Something that is similar to this name change is how Boyie turns into Ambrose. When Ambrose comes back to Paradise, Lantanacamara he is now referred to as Ambrose, not Boyie. There is a whole scene where Mala does not know what to call him, starting with being very formal “Mr. Mohanty” until Ambrose asks her to just call him Ambrose (197). We do not get a reason as to why Ambrose changes his name, we just know he has shed his boyish nickname to something more formal and grown up. It signals a new stage in their relationship, one that is inherently more adult. Both of these name changes signal the end of their childhood and the acceptance of adulthood.
I adore this observation, and I also wrote about the distinction between Pohpoh and Mala! When Pohpoh becomes Mala, she does so both willingly and unwillingly. The transformation, though self-induced, is a necessary defense against her abuse, as you have noted. Maybe Mala “retake[s] her power and the part of herself that she identifies as strong” to salvage her childhood self. She cuts off a piece of Pohpoh, the strong part, in hopes that she will bloom again as Mala––like a cereus clipping. What if Boyie’s transformation to Ambrose is also a trauma response? As you mentioned, we don’t know why he changed his name, but maybe it has something to do with his time in the shivering northern wetlands. Tyler points out that many of the men who go to the wetlands don’t return… I wonder if the absence of the Boyie-to-Ambrose transformation is intentional, and a hint that his connection to, and obsession with, Mala is because of their shared (figurative) deaths at the hands of an oppressor.

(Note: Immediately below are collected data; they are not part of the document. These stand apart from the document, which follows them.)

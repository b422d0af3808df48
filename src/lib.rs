//! # set-table
//!
//! The card table for the game of Set: a shuffled deck, a window of open
//! cards, and the operations a game needs on them.
//!
//! ## Design Principles
//!
//! 1. **Stable Slots**: Open cards live in a fixed-capacity array of
//!    `Option<Card>`. An index names a position on the table; removing a
//!    card leaves a gap and moves nothing else.
//!
//! 2. **Hard Capacity**: The table never grows past its capacity (21 by
//!    default, one more than the largest triple-free hand). Dealing into a
//!    full table is an error, not a reallocation.
//!
//! 3. **Pluggable Collaborators**: The deck and the triple finder are
//!    traits. The table only moves cards between them and its slots.
//!
//! ## Modules
//!
//! - `core`: Configuration, errors, RNG
//! - `cards`: Card attributes, cards, decks
//! - `rules`: Triple finders
//! - `table`: Slot arena and the `Table` itself
//! - `games`: Drivers that play a table (solitaire)

pub mod core;
pub mod cards;
pub mod rules;
pub mod table;
pub mod games;

// Re-export commonly used types
pub use crate::core::{GameRng, GameRngState, TableConfig, TableError, DEFAULT_CAPACITY, DEFAULT_OPEN};

pub use crate::cards::{is_set, Card, Color, Deck, Number, SetDeck, Shading, Shape, Ternary, CARD_COUNT};

pub use crate::rules::{RuleFinder, SetFinder, Triple, TripleFinder};

pub use crate::table::{OpenSlots, SlotIndices, Table};

pub use crate::games::solitaire::{MatchRecord, PlayReport, Solitaire, Step};
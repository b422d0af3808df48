//! Seedable random number generation for shuffling the deck.
//!
//! A table shuffles its deck exactly once, at construction. Using a seeded
//! ChaCha stream instead of the thread RNG means a deal can be reproduced
//! from its seed, which is what tests and replays rely on.
//!
//! ```
//! use set_table::core::GameRng;
//!
//! let mut a = GameRng::new(7);
//! let mut b = GameRng::new(7);
//!
//! let mut left: Vec<u32> = (0..20).collect();
//! let mut right = left.clone();
//! a.shuffle(&mut left);
//! b.shuffle(&mut right);
//!
//! // Same seed, same order
//! assert_eq!(left, right);
//! ```

use rand::{Rng, SeedableRng};
use rand_chacha::ChaCha8Rng;
use serde::{Deserialize, Serialize};

/// Deterministic RNG used to shuffle decks.
#[derive(Clone, Debug)]
pub struct GameRng {
    inner: ChaCha8Rng,
    seed: u64,
}

impl GameRng {
    /// Create a new RNG with the given seed.
    #[must_use]
    pub fn new(seed: u64) -> Self {
        Self {
            inner: ChaCha8Rng::seed_from_u64(seed),
            seed,
        }
    }

    /// Create an RNG seeded from the operating system.
    ///
    /// The drawn seed is kept, so the deal can still be reproduced later
    /// via [`GameRng::seed`].
    #[must_use]
    pub fn from_entropy() -> Self {
        Self::new(rand::thread_rng().gen())
    }

    /// The seed this stream started from.
    #[must_use]
    pub fn seed(&self) -> u64 {
        self.seed
    }

    /// Generate a random usize in the given range.
    pub fn gen_range_usize(&mut self, range: std::ops::Range<usize>) -> usize {
        self.inner.gen_range(range)
    }

    /// Shuffle a slice in place (uniform Fisher-Yates).
    pub fn shuffle<T>(&mut self, slice: &mut [T]) {
        use rand::seq::SliceRandom;
        slice.shuffle(&mut self.inner);
    }

    /// Capture the current position of the stream.
    #[must_use]
    pub fn state(&self) -> GameRngState {
        GameRngState {
            seed: self.seed,
            word_pos: self.inner.get_word_pos(),
        }
    }

    /// Resume a stream from a captured state.
    #[must_use]
    pub fn from_state(state: &GameRngState) -> Self {
        let mut inner = ChaCha8Rng::seed_from_u64(state.seed);
        inner.set_word_pos(state.word_pos);
        Self {
            inner,
            seed: state.seed,
        }
    }
}

/// Serializable RNG position.
#[derive(Clone, Debug, PartialEq, Eq, Serialize, Deserialize)]
pub struct GameRngState {
    /// Original seed
    pub seed: u64,
    /// ChaCha8 word position (128-bit counter)
    pub word_pos: u128,
}
//! Set cards.
//!
//! A card is the combination of one value for each of the four attributes,
//! so the full deck has 3^4 = 81 distinct cards. Each card also has a
//! compact index `0..81`, its attribute digits read as a base-3 number
//! (number, color, shading, shape from most to least significant).

use serde::{Deserialize, Serialize};

use super::attributes::{Color, Number, Shading, Shape, Ternary};

/// Number of distinct cards.
pub const CARD_COUNT: usize = 81;

/// One Set card. Immutable.
#[derive(Clone, Copy, Debug, PartialEq, Eq, Hash, PartialOrd, Ord, Serialize, Deserialize)]
pub struct Card {
    pub number: Number,
    pub color: Color,
    pub shading: Shading,
    pub shape: Shape,
}

impl Card {
    /// Create a card from its attributes.
    #[must_use]
    pub const fn new(number: Number, color: Color, shading: Shading, shape: Shape) -> Self {
        Self {
            number,
            color,
            shading,
            shape,
        }
    }

    /// Card with the given index, or `None` if `index >= 81`.
    #[must_use]
    pub fn from_index(index: usize) -> Option<Self> {
        if index >= CARD_COUNT {
            return None;
        }
        // Each digit is < 3, so the casts cannot truncate.
        let digit = |place: usize| ((index / place) % 3) as u8;
        Some(Self {
            number: Number::from_digit(digit(27)),
            color: Color::from_digit(digit(9)),
            shading: Shading::from_digit(digit(3)),
            shape: Shape::from_digit(digit(1)),
        })
    }

    /// Index of this card, `0..81`.
    #[must_use]
    pub fn index(self) -> usize {
        usize::from(self.number.digit()) * 27
            + usize::from(self.color.digit()) * 9
            + usize::from(self.shading.digit()) * 3
            + usize::from(self.shape.digit())
    }

    /// All 81 cards in index order.
    pub fn all() -> impl Iterator<Item = Card> {
        (0..CARD_COUNT).filter_map(Card::from_index)
    }

    /// The unique card that forms a set with `a` and `b`.
    ///
    /// If `a == b` the result is `a` again, which can never be on the table
    /// twice.
    #[must_use]
    pub fn third(a: Card, b: Card) -> Card {
        Card {
            number: a.number.third(b.number),
            color: a.color.third(b.color),
            shading: a.shading.third(b.shading),
            shape: a.shape.third(b.shape),
        }
    }
}

/// Whether three cards form a set: every attribute is either the same on
/// all three or different on all three.
#[must_use]
pub fn is_set(a: &Card, b: &Card, c: &Card) -> bool {
    Number::is_set(a.number, b.number, c.number)
        && Color::is_set(a.color, b.color, c.color)
        && Shading::is_set(a.shading, b.shading, c.shading)
        && Shape::is_set(a.shape, b.shape, c.shape)
}

impl std::fmt::Display for Card {
    fn fmt(&self, f: &mut std::fmt::Formatter<'_>) -> std::fmt::Result {
        let plural = if self.number == Number::One { "" } else { "s" };
        write!(
            f,
            "{} {} {} {}{}",
            self.number, self.color, self.shading, self.shape, plural
        )
    }
}
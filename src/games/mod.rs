//! Games played on a table.

pub mod solitaire;
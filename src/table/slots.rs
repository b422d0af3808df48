//! Fixed-capacity open-card slots.
//!
//! `OpenSlots` is an arena of `Option<C>` whose length never changes. An
//! index names a position on the table, not a card: clearing a slot leaves
//! every other slot where it was. Only `compact` moves cards between slots.

use smallvec::SmallVec;

use crate::cards::Deck;
use crate::core::error::TableError;

/// Slot indices touched by one operation. Three in the common case.
pub type SlotIndices = SmallVec<[usize; 3]>;

/// Open-card slots with gaps.
#[derive(Clone, Debug, PartialEq, Eq)]
pub struct OpenSlots<C> {
    slots: Vec<Option<C>>,
}

impl<C> OpenSlots<C> {
    /// Create `capacity` empty slots.
    #[must_use]
    pub fn new(capacity: usize) -> Self {
        Self {
            slots: std::iter::repeat_with(|| None).take(capacity).collect(),
        }
    }

    /// Total number of slots.
    #[must_use]
    pub fn capacity(&self) -> usize {
        self.slots.len()
    }

    /// Card at `index`, or `None` for a gap or any index off the table,
    /// negative ones included.
    #[must_use]
    pub fn get(&self, index: isize) -> Option<&C> {
        let index = usize::try_from(index).ok()?;
        self.slots.get(index)?.as_ref()
    }

    /// All slots, gaps included.
    #[must_use]
    pub fn as_slice(&self) -> &[Option<C>] {
        &self.slots
    }

    /// Number of slots holding a card.
    #[must_use]
    pub fn occupied_count(&self) -> usize {
        self.slots.iter().filter(|slot| slot.is_some()).count()
    }

    /// Indices of empty slots, ascending.
    pub fn gaps(&self) -> impl Iterator<Item = usize> + '_ {
        self.slots
            .iter()
            .enumerate()
            .filter(|(_, slot)| slot.is_none())
            .map(|(i, _)| i)
    }

    /// Deal up to `count` cards from the top of `deck` into slots
    /// `0..count`, stopping early if the deck runs out.
    ///
    /// Used once, on an empty table. Returns the number of cards dealt.
    pub fn deal_prefix<D>(&mut self, count: usize, deck: &mut D) -> usize
    where
        D: Deck<Card = C> + ?Sized,
    {
        let mut dealt = 0;
        for slot in self.slots.iter_mut().take(count) {
            match deck.take_top() {
                Some(card) => *slot = Some(card),
                None => break,
            }
            dealt += 1;
        }
        dealt
    }

    /// Deal `count` cards from the top of `deck` into the lowest empty
    /// slots.
    ///
    /// Fails with `CapacityExceeded` before touching anything if fewer than
    /// `count` gaps exist. If the deck runs dry part way, the cards already
    /// placed stay and `DeckExhausted` is returned.
    pub fn deal_into_gaps<D>(&mut self, count: usize, deck: &mut D) -> Result<SlotIndices, TableError>
    where
        D: Deck<Card = C> + ?Sized,
    {
        let targets: SlotIndices = self.gaps().take(count).collect();
        if targets.len() < count {
            return Err(TableError::CapacityExceeded {
                capacity: self.capacity(),
                gaps: targets.len(),
            });
        }

        for &index in &targets {
            let card = deck.take_top().ok_or(TableError::DeckExhausted)?;
            self.slots[index] = Some(card);
        }
        Ok(targets)
    }

    /// Empty three distinct occupied slots and hand back their cards in the
    /// order the indices were given.
    ///
    /// All three indices are checked before any slot is cleared.
    pub fn clear_three(&mut self, indices: [usize; 3]) -> Result<[C; 3], TableError> {
        for (n, &index) in indices.iter().enumerate() {
            match self.slots.get(index) {
                None => {
                    return Err(TableError::SlotOutOfRange {
                        index,
                        capacity: self.capacity(),
                    })
                }
                Some(None) => return Err(TableError::InvalidSlotState { index }),
                Some(Some(_)) => {}
            }
            if indices[..n].contains(&index) {
                return Err(TableError::DuplicateSlot { index });
            }
        }

        match indices.map(|index| self.slots[index].take()) {
            [Some(a), Some(b), Some(c)] => Ok([a, b, c]),
            _ => unreachable!("slots were checked as occupied and distinct"),
        }
    }

    /// Fill gaps in `0..window` with cards from `window..`, working inward
    /// from both ends.
    ///
    /// The left cursor stops on gaps inside the window, the right cursor on
    /// cards outside it; each stop pair moves one card. Runs in one pass and
    /// returns the number of cards moved. Remaining gaps in the window mean
    /// nothing was left outside it to fill them.
    pub fn compact(&mut self, window: usize) -> usize {
        let Some(mut right) = self.capacity().checked_sub(1) else {
            return 0;
        };
        let mut left = 0;
        let mut moved = 0;

        while left < window && right >= window {
            if self.slots[left].is_some() {
                left += 1;
            } else if self.slots[right].is_none() {
                right -= 1;
            } else {
                self.slots[left] = self.slots[right].take();
                moved += 1;
                left += 1;
                right -= 1;
            }
        }
        moved
    }
}

/// Take an existing layout as-is. Its length becomes the capacity.
impl<C> From<Vec<Option<C>>> for OpenSlots<C> {
    fn from(slots: Vec<Option<C>>) -> Self {
        Self { slots }
    }
}
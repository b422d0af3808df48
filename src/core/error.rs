//! Errors raised by table operations.
//!
//! Reading past the end of the table and asking for cards from a short deck
//! are ordinary outcomes and are not represented here.

use thiserror::Error;

/// Failure of a table operation. The table is left unchanged when one is
/// returned.
#[derive(Clone, Debug, PartialEq, Eq, Error)]
pub enum TableError {
    #[error("slot {index} is outside the table (capacity {capacity})")]
    SlotOutOfRange { index: usize, capacity: usize },

    #[error("slot {index} was named more than once")]
    DuplicateSlot { index: usize },

    #[error("slot {index} holds no card")]
    InvalidSlotState { index: usize },

    #[error("only {gaps} free slots left, table capacity is {capacity}")]
    CapacityExceeded { capacity: usize, gaps: usize },

    #[error("deck ran out of cards while dealing")]
    DeckExhausted,

    #[error("invalid table configuration: {0}")]
    InvalidConfig(String),
}

#[cfg(test)]
mod tests {
    use super::*;

    #[test]
    fn test_messages() {
        let err = TableError::InvalidSlotState { index: 4 };
        assert_eq!(err.to_string(), "slot 4 holds no card");

        let err = TableError::CapacityExceeded { capacity: 21, gaps: 1 };
        assert_eq!(err.to_string(), "only 1 free slots left, table capacity is 21");
    }
}
//! Core types: configuration, errors, RNG.
//!
//! Everything here is independent of which cards are being played.

pub mod config;
pub mod error;
pub mod rng;

pub use config::{TableConfig, DEFAULT_CAPACITY, DEFAULT_OPEN};
pub use error::TableError;
pub use rng::{GameRng, GameRngState};
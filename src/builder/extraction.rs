//! Core extraction logic for converting text to triples.

use crate::clients::{ExtractRequest, LlmClient};
use crate::domains::KnowledgeDomain;
use crate::models::{Triple, triple_schema};
use crate::{Error, Result};
use serde_json::Value;

/// Instruction string sent alongside every extraction prompt.
pub(crate) const EXTRACTION_PROMPT_DESCRIPTION: &str =
    "Extract meaningful knowledge graph triples from the text, focusing on explicit \
     relationships between entities.";

/// Parameters for a single-record extraction.
#[derive(Debug, Clone)]
pub struct ExtractionRequest<'a> {
    /// The text to analyze.
    pub text: &'a str,
    /// Optional record identifier, included in the record JSON.
    pub record_id: Option<&'a str>,
    /// Sampling temperature.
    pub temperature: f32,
    /// Maximum tokens to generate, if bounded.
    pub max_tokens: Option<u32>,
    /// Replaces the domain's extraction prompt entirely when set. The
    /// exemplars still come from the domain, so overrides must stay
    /// exemplar-compatible.
    pub prompt_override: Option<&'a str>,
}

impl Default for ExtractionRequest<'_> {
    fn default() -> Self {
        Self {
            text: "",
            record_id: None,
            temperature: 0.0,
            max_tokens: None,
            prompt_override: None,
        }
    }
}

/// Materializes a prompt template by substituting `{{record_json}}`
/// with the pretty-printed record.
pub(crate) fn prepare_prompt(template: &str, record: &Value) -> String {
    let record_json = serde_json::to_string_pretty(record).unwrap_or_default();
    template.replace("{{record_json}}", &record_json)
}

/// Extracts triples from a single text.
///
/// Empty text returns an empty list without calling the provider.
/// Duplicate triples from the provider are passed through; callers
/// deduplicate if they need to.
///
/// # Errors
///
/// Surfaces domain resource errors and provider transport/parse errors.
pub fn extract_from_text(
    client: &dyn LlmClient,
    domain: &KnowledgeDomain,
    request: &ExtractionRequest<'_>,
) -> Result<Vec<Triple>> {
    if request.text.trim().is_empty() {
        return Ok(Vec::new());
    }

    let mut record = serde_json::json!({ "text": request.text });
    if let Some(id) = request.record_id {
        record["id"] = Value::String(id.to_string());
    }

    let template = match request.prompt_override {
        Some(template) => template,
        None => domain.extraction().prompt()?,
    };
    let prompt = prepare_prompt(template, &record);
    let examples = domain.extraction().examples()?;
    let schema = triple_schema();

    let triples = client.extract(&ExtractRequest {
        text: &prompt,
        prompt_description: EXTRACTION_PROMPT_DESCRIPTION,
        examples,
        schema_hint: &schema,
        temperature: request.temperature,
        max_tokens: request.max_tokens,
    })?;

    tracing::debug!(
        domain = domain.name(),
        record_id = request.record_id.unwrap_or("<none>"),
        triples = triples.len(),
        "Extraction complete"
    );

    Ok(triples)
}

/// Extracts triples from an input record of the standard shape
/// (`{"id": ..., "text": ..., ...}`). Fields other than `id` and `text`
/// are ignored.
///
/// # Errors
///
/// Returns [`Error::InvalidInput`] when the record has no string `text`
/// field; extraction errors propagate.
pub fn extract_from_record(
    client: &dyn LlmClient,
    domain: &KnowledgeDomain,
    record: &Value,
    temperature: f32,
    max_tokens: Option<u32>,
) -> Result<Vec<Triple>> {
    let text = record
        .get("text")
        .and_then(Value::as_str)
        .ok_or_else(|| Error::InvalidInput("record missing required field: text".to_string()))?;

    let record_id = record.get("id").map(|id| match id {
        Value::String(s) => s.clone(),
        other => other.to_string(),
    });

    extract_from_text(
        client,
        domain,
        &ExtractionRequest {
            text,
            record_id: record_id.as_deref(),
            temperature,
            max_tokens,
            prompt_override: None,
        },
    )
}
//! Domain resource loading against on-disk layouts.

use kgforge::Error;
use kgforge::domains::{ExtractionMode, KnowledgeDomain, get_domain, list_domains};
use kgforge::models::ExampleRecord;
use std::path::Path;

fn write_domain(root: &Path) {
    let extraction = root.join("extraction");
    std::fs::create_dir_all(&extraction).unwrap();
    std::fs::write(
        extraction.join("prompt_open.txt"),
        "Open prompt.\n{{record_json}}",
    )
    .unwrap();
    std::fs::write(
        extraction.join("prompt_constrained.txt"),
        "Constrained prompt.\n{{record_json}}",
    )
    .unwrap();
    std::fs::write(
        extraction.join("examples.json"),
        r#"[{"text": "A works at B.", "extractions": [
            {"extraction_text": "A works at B", "char_start": 0, "char_end": 12,
             "attributes": {"head": "A", "relation": "works_at", "tail": "B"}}
        ]}]"#,
    )
    .unwrap();

    let connectivity = root.join("augmentation").join("connectivity");
    std::fs::create_dir_all(&connectivity).unwrap();
    std::fs::write(connectivity.join("prompt.txt"), "Bridge the components.").unwrap();
    // Both exemplar shapes in the same file.
    std::fs::write(
        connectivity.join("examples.json"),
        r#"[
            {"text": "t", "extractions": []},
            {"input": {"text": "t", "components": [{"entities": ["A"]}]},
             "output": [{"head": "A", "relation": "r", "tail": "B", "inference": "contextual"}]}
        ]"#,
    )
    .unwrap();

    std::fs::write(
        root.join("schema.json"),
        r#"{"entity_types": ["person"], "relation_types": ["works_at"]}"#,
    )
    .unwrap();
}

#[test]
fn full_layout_loads() {
    let dir = tempfile::tempdir().unwrap();
    write_domain(dir.path());

    let domain = KnowledgeDomain::from_dir("custom", dir.path(), ExtractionMode::Open).unwrap();
    assert_eq!(domain.extraction().prompt().unwrap(), "Open prompt.\n{{record_json}}");
    assert_eq!(domain.extraction().examples().unwrap().len(), 1);
    assert_eq!(domain.augmentation_strategies(), vec!["connectivity"]);

    let schema = domain.schema().unwrap();
    assert_eq!(schema.entity_types, vec!["person"]);
}

#[test]
fn mode_selects_prompt_file() {
    let dir = tempfile::tempdir().unwrap();
    write_domain(dir.path());

    let constrained =
        KnowledgeDomain::from_dir("custom", dir.path(), ExtractionMode::Constrained).unwrap();
    assert!(
        constrained
            .extraction()
            .prompt()
            .unwrap()
            .starts_with("Constrained prompt.")
    );
}

#[test]
fn dual_exemplar_shapes_accepted() {
    let dir = tempfile::tempdir().unwrap();
    write_domain(dir.path());

    let domain = KnowledgeDomain::from_dir("custom", dir.path(), ExtractionMode::Open).unwrap();
    let examples = domain.augmentation("connectivity").unwrap().examples().unwrap();

    assert_eq!(examples.len(), 2);
    assert!(matches!(examples[0], ExampleRecord::Extraction(_)));
    assert!(matches!(examples[1], ExampleRecord::Augmentation(_)));
}

#[test]
fn examples_cached_after_first_access() {
    let dir = tempfile::tempdir().unwrap();
    write_domain(dir.path());

    let domain = KnowledgeDomain::from_dir("custom", dir.path(), ExtractionMode::Open).unwrap();
    let first = domain.extraction().examples().unwrap().len();

    // Deleting the file after the first load must not matter.
    std::fs::remove_file(dir.path().join("extraction").join("examples.json")).unwrap();
    let second = domain.extraction().examples().unwrap().len();
    assert_eq!(first, second);
}

#[test]
fn missing_prompt_is_resource_not_found() {
    let dir = tempfile::tempdir().unwrap();
    std::fs::create_dir_all(dir.path().join("extraction")).unwrap();

    let domain = KnowledgeDomain::from_dir("bare", dir.path(), ExtractionMode::Open).unwrap();
    let err = domain.extraction().prompt().unwrap_err();
    match err {
        Error::ResourceNotFound { path } => {
            assert!(path.ends_with("prompt_open.txt"));
        },
        other => panic!("unexpected error: {other}"),
    }
}

#[test]
fn malformed_examples_is_invalid_resource() {
    let dir = tempfile::tempdir().unwrap();
    write_domain(dir.path());
    std::fs::write(
        dir.path().join("extraction").join("examples.json"),
        "{ not json",
    )
    .unwrap();

    let domain = KnowledgeDomain::from_dir("broken", dir.path(), ExtractionMode::Open).unwrap();
    let err = domain.extraction().examples().unwrap_err();
    assert!(matches!(err, Error::InvalidResource { .. }));
}

#[test]
fn builtin_domains_resolve() {
    let names = list_domains();
    assert!(names.contains(&"default".to_string()));
    assert!(names.contains(&"legal".to_string()));

    let legal = get_domain("legal", ExtractionMode::Constrained).unwrap();
    assert!(!legal.schema().unwrap().is_empty());
    assert!(!legal.extraction().examples().unwrap().is_empty());
}

#[test]
fn unknown_domain_reports_available() {
    let err = get_domain("finance", ExtractionMode::Open).unwrap_err();
    match err {
        Error::UnknownDomain { name, available } => {
            assert_eq!(name, "finance");
            assert!(available.contains("default"));
        },
        other => panic!("unexpected error: {other}"),
    }
}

I think is such a smart observation! I think names are such an interesting theme, which is one of my favorite things in this novel. Your specific note about Pohpoh being the name Mala was called while being abused reminded me of a Youtube video about the word “queer.” I remember someone talking about an older gay man saying he didn’t like the word queer because “it’s the word you hear when you get punched in the stomach” which always stuck with me. I also love what you said about Boyie/Ambrose which was a name change I didn’t think too much about. I’m curious what you think about name changes in the context of Otoh. I remember someone in class saying something about Mala not being queer in terms of her sexuality, but very much so in the way she’s characterized. I think the way names changing is another way the whole novel feels queer, even in reference to the seemingly cishet characters.